• Your instructions: Each line below should be written out again exactly.
===
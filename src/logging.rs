use std::fs::OpenOptions;
use std::path::PathBuf;
use std::sync::Arc;

use thiserror::Error;
use tracing_subscriber::util::TryInitError;
use tracing_subscriber::EnvFilter;
use tracing_subscriber::{fmt, layer::SubscriberExt, util::SubscriberInitExt};

use crate::config::LoggingConfig;

/// Environment variable that overrides [`LoggingConfig::file`].
pub const LOG_FILE_ENV: &str = "TRAYSTORE_LOG";

#[derive(Debug, Error)]
pub enum LoggingError {
    #[error("Failed to open log file '{path}': {source}")]
    OpenFile {
        path: PathBuf,
        #[source]
        source: std::io::Error,
    },

    #[error("Global tracing subscriber already installed: {0}")]
    AlreadyInitialized(#[from] TryInitError),
}

/// Initialize tracing from config.
///
/// `RUST_LOG` takes precedence over `config.filter`. When a log file is set
/// (via `TRAYSTORE_LOG` or `config.file`) events are appended there without
/// ANSI colors; otherwise they go to stderr.
pub fn init_tracing(config: &LoggingConfig) -> Result<(), LoggingError> {
    let filter = EnvFilter::try_from_default_env()
        .unwrap_or_else(|_| EnvFilter::new(&config.filter));

    let log_path = std::env::var_os(LOG_FILE_ENV)
        .map(PathBuf::from)
        .or_else(|| config.file.clone());

    let file_layer = match log_path {
        Some(path) => {
            let file = OpenOptions::new()
                .create(true)
                .append(true)
                .open(&path)
                .map_err(|source| LoggingError::OpenFile {
                    path: path.clone(),
                    source,
                })?;
            Some(
                fmt::layer()
                    .with_writer(Arc::new(file))
                    .with_ansi(false)
                    .with_target(true)
                    .with_level(true),
            )
        }
        None => None,
    };

    let stderr_layer = file_layer.is_none().then(|| {
        fmt::layer()
            .with_writer(std::io::stderr)
            .with_ansi(config.ansi)
            .with_timer(fmt::time::UtcTime::rfc_3339())
    });

    tracing_subscriber::registry()
        .with(filter)
        .with(file_layer)
        .with(stderr_layer)
        .try_init()?;

    Ok(())
}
===
• Your response:
filename src/logging.rs
use std::fs::OpenOptions;
use std::path::PathBuf;
use std::sync::Arc;

use thiserror::Error;
use tracing_subscriber::util::TryInitError;
use tracing_subscriber::EnvFilter;
use tracing_subscriber::{fmt, layer::SubscriberExt, util::SubscriberInitExt};

use crate::config::LoggingConfig;

/// Environment variable that overrides [`LoggingConfig::file`].
pub const LOG_FILE_ENV: &str = "TRAYSTORE_LOG";

#[derive(Debug, Error)]
pub enum LoggingError {
    #[error("Failed to open log file '{path}': {source}")]
    OpenFile {
        path: PathBuf,
        #[source]
        source: std::io::Error,
    },

    #[error("Global tracing subscriber already installed: {0}")]
    AlreadyInitialized(#[from] TryInitError),
}

/// Initialize tracing from config.
///
/// `RUST_LOG` takes precedence over `config.filter`. When a log file is set
/// (via `TRAYSTORE_LOG` or `config.file`) events are appended there without
/// ANSI colors; otherwise they go to stderr.
pub fn init_tracing(config: &LoggingConfig) -> Result<(), LoggingError> {
    let filter = EnvFilter::try_from_default_env()
        .unwrap_or_else(|_| EnvFilter::new(&config.filter));

    let log_path = std::env::var_os(LOG_FILE_ENV)
        .map(PathBuf::from)
        .or_else(|| config.file.clone());

    let file_layer = match log_path {
        Some(path) => {
            let file = OpenOptions::new()
                .create(true)
                .append(true)
                .open(&path)
                .map_err(|source| LoggingError::OpenFile {
                    path: path.clone(),
                    source,
                })?;
            Some(
                fmt::layer()
                    .with_writer(Arc::new(file))
                    .with_ansi(false)
                    .with_target(true)
                    .with_level(true),
            )
        }
        None => None,
    };

    let stderr_layer = file_layer.is_none().then(|| {
        fmt::layer()
            .with_writer(std::io::stderr)
            .with_ansi(config.ansi)
            .with_timer(fmt::time::UtcTime::rfc_3339())
    });

    tracing_subscriber::registry()
        .with(filter)
        .with(file_layer)
        .with(stderr_layer)
        .try_init()?;

    Ok(())
}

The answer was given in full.